• [Records for this task]:
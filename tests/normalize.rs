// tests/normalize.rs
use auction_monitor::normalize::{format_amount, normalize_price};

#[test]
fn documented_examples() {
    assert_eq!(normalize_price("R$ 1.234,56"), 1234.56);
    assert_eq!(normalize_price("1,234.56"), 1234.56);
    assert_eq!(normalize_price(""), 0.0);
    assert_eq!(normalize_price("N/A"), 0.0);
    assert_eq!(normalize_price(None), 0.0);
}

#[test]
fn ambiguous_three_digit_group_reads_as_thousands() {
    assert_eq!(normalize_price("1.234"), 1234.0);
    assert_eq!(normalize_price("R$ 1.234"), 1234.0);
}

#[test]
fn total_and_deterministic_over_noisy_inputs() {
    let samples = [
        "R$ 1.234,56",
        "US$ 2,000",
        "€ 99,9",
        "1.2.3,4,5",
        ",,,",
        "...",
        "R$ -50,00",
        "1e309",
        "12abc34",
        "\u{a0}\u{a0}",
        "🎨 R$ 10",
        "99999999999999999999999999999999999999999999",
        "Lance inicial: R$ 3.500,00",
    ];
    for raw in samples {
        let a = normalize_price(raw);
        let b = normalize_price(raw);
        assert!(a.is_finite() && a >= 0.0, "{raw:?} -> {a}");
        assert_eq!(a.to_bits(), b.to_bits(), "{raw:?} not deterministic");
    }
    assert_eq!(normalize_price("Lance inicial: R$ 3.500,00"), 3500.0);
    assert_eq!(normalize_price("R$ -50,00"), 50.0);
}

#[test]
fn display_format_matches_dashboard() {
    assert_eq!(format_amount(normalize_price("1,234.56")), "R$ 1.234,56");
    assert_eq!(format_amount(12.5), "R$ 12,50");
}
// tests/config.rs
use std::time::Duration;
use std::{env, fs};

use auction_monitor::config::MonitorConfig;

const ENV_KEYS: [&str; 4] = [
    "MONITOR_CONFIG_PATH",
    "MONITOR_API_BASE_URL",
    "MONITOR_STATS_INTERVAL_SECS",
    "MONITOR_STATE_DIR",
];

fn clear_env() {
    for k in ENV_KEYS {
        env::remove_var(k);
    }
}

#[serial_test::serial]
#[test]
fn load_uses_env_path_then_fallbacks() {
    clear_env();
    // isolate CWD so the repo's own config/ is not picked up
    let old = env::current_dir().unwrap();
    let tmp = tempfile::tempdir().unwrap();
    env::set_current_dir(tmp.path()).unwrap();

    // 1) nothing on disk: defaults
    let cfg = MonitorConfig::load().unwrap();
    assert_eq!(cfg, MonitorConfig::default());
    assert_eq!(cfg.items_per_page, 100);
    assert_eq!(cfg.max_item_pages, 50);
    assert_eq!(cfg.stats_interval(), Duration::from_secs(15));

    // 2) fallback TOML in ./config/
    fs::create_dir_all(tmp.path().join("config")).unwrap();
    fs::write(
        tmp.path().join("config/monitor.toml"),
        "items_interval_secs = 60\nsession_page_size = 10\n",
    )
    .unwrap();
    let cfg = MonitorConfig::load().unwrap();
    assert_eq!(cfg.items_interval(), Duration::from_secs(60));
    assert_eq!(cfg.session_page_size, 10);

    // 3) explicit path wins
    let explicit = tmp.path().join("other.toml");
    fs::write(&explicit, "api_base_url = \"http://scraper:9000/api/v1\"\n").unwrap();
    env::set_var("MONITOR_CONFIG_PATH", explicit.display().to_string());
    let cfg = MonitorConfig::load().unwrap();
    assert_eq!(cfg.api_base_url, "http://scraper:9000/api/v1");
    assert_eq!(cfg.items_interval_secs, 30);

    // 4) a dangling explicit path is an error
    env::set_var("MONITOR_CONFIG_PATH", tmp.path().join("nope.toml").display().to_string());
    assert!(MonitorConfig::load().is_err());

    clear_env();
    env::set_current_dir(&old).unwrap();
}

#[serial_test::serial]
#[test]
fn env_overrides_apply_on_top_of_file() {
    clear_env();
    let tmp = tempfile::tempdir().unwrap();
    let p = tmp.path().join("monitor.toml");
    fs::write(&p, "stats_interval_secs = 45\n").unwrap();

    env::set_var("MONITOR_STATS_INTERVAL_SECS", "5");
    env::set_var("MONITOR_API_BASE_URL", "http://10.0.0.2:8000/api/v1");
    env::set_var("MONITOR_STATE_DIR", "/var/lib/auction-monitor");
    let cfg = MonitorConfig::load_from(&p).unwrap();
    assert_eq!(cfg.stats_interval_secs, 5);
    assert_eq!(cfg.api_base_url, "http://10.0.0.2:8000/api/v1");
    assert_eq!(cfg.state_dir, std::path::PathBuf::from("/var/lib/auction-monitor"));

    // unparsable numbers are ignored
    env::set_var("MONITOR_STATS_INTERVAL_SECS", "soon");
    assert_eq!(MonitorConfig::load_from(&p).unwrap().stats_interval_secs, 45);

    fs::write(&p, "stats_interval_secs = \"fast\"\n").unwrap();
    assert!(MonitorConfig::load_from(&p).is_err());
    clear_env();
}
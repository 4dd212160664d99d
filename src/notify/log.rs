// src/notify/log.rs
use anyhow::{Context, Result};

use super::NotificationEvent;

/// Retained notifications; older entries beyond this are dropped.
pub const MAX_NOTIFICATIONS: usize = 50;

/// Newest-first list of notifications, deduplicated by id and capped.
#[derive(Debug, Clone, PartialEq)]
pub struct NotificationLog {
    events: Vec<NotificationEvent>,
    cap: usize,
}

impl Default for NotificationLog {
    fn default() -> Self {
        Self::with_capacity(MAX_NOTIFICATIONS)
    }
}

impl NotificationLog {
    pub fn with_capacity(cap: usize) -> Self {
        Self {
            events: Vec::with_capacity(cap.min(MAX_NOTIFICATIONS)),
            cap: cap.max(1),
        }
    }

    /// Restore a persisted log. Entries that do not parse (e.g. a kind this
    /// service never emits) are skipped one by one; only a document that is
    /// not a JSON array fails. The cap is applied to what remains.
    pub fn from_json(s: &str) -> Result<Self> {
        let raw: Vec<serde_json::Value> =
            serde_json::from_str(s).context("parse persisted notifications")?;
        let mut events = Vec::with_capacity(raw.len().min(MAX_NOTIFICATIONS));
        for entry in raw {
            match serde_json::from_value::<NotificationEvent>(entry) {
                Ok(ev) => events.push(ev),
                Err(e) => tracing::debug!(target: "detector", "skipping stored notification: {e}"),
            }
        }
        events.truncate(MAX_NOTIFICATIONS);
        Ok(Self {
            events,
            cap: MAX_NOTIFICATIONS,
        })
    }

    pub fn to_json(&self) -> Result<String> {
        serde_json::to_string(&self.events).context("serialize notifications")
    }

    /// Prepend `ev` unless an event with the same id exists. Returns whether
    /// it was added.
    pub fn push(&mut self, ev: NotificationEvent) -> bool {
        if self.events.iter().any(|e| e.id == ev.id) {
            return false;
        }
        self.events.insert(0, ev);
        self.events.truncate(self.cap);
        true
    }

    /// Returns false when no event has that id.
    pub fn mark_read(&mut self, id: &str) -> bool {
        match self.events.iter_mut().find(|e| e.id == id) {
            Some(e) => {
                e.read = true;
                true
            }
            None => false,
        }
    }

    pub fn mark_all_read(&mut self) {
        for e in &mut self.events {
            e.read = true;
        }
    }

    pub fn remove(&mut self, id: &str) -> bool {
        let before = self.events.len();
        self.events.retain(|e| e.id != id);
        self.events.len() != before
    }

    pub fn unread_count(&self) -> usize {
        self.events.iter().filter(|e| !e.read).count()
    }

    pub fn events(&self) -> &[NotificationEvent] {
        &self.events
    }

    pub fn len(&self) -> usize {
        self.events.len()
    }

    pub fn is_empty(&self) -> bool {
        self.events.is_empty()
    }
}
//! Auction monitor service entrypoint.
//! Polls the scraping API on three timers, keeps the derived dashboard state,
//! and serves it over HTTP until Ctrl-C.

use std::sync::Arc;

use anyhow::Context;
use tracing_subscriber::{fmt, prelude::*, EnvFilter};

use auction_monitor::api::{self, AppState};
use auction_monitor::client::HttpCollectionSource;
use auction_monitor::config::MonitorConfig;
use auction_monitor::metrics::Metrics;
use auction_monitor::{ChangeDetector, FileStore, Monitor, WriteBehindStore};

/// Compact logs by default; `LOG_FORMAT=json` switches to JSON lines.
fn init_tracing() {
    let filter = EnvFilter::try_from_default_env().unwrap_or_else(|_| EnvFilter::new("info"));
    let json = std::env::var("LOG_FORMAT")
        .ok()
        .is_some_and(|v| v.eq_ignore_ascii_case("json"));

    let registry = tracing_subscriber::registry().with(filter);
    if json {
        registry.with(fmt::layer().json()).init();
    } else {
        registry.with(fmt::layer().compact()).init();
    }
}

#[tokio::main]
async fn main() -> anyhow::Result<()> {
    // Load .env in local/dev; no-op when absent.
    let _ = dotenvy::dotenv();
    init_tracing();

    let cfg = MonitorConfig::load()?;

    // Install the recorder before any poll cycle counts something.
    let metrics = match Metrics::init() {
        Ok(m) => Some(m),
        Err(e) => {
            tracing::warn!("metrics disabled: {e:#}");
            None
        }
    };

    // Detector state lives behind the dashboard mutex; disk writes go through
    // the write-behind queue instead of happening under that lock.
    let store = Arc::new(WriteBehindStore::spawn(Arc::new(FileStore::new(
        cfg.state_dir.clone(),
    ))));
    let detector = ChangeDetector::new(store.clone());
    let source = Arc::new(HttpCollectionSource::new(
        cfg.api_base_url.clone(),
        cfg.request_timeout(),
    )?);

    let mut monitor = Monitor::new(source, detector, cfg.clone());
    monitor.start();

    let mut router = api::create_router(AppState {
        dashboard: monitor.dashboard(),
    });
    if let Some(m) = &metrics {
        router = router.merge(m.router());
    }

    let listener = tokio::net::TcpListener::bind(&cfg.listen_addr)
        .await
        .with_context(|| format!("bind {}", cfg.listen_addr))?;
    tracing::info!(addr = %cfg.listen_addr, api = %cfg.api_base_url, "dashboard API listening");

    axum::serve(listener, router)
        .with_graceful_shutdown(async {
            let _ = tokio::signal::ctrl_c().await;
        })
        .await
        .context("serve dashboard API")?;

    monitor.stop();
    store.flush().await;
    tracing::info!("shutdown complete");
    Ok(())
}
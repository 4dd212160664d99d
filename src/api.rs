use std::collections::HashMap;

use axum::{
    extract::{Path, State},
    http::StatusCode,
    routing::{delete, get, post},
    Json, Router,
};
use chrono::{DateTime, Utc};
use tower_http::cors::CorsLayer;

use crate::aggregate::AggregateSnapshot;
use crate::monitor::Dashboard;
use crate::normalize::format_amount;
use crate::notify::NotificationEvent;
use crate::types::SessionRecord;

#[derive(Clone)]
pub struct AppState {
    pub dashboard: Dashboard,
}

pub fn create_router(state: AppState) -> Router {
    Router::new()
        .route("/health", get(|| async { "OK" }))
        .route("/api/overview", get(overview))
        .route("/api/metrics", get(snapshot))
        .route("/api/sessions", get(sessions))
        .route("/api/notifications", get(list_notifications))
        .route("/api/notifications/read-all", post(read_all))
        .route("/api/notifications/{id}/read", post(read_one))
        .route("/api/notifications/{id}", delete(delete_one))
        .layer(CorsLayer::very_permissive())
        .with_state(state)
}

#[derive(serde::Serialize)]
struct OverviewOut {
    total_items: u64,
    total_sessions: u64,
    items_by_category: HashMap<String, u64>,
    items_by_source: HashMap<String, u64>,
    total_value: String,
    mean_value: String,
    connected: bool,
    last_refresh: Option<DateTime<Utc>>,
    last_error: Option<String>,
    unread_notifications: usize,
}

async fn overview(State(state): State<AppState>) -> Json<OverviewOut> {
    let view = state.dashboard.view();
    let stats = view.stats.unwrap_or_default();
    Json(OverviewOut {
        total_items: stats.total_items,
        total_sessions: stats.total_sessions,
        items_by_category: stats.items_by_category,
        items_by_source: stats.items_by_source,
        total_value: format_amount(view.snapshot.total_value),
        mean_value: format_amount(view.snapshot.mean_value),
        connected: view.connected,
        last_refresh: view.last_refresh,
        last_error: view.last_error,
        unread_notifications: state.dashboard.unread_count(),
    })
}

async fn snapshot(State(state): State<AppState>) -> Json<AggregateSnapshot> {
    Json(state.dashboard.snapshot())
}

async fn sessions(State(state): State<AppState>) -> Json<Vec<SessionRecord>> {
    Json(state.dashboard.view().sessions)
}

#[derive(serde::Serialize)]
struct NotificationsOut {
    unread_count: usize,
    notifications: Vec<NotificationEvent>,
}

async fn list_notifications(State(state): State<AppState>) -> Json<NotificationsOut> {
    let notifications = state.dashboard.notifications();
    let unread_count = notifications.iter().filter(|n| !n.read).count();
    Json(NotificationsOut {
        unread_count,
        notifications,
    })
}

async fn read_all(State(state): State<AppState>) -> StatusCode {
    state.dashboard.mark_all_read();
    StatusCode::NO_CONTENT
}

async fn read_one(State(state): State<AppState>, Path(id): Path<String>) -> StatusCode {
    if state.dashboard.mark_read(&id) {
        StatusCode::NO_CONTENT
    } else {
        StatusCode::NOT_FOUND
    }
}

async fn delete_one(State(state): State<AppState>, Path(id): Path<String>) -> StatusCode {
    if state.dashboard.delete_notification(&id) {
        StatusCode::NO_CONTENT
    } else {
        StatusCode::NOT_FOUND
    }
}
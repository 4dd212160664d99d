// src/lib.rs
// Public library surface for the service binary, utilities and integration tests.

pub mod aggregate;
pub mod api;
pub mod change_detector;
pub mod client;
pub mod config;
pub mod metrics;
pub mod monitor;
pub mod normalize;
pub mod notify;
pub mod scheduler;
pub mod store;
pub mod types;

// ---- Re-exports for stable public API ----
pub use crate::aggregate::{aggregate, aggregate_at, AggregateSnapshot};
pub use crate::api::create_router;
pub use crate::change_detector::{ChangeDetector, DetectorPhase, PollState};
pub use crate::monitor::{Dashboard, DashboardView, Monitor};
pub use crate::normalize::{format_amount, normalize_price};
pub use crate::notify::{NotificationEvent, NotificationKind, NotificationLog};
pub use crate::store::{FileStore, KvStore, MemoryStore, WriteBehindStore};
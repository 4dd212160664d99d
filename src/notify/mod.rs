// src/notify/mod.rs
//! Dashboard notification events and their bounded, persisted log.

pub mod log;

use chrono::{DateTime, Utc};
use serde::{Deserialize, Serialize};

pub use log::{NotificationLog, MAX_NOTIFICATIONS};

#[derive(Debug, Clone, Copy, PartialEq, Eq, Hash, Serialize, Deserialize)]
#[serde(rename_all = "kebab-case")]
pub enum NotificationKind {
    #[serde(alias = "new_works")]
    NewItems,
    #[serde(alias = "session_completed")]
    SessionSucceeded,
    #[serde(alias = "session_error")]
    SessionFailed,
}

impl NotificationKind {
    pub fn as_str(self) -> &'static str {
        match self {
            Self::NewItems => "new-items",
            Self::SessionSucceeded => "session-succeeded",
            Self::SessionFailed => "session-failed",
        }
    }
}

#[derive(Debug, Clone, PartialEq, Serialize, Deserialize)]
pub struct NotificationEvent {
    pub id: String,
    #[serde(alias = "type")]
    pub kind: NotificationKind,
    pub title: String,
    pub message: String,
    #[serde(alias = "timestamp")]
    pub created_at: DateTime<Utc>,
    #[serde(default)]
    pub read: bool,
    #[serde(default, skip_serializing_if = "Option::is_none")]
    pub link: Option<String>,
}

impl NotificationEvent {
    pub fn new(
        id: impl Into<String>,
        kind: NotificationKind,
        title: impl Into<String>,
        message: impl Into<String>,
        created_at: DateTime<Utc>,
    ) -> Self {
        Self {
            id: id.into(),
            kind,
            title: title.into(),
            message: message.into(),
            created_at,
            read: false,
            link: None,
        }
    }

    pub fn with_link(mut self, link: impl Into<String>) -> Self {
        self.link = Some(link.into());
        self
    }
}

• [What the exercise asks]:
Every line above from the line with "Json(state.dashboard.snapshot())" to the line with "async fn list_notifications(State(state): State<AppState>)", inclusive, must be returned exactly; no other line belongs in the reply.

• [Your solution]:
    Json(state.dashboard.snapshot())
}

async fn sessions(State(state): State<AppState>) -> Json<Vec<SessionRecord>> {
    Json(state.dashboard.view().sessions)
}

#[derive(serde::Serialize)]
struct NotificationsOut {
    unread_count: usize,
    notifications: Vec<NotificationEvent>,
}

async fn list_notifications(State(state): State<AppState>) -> Json<NotificationsOut> {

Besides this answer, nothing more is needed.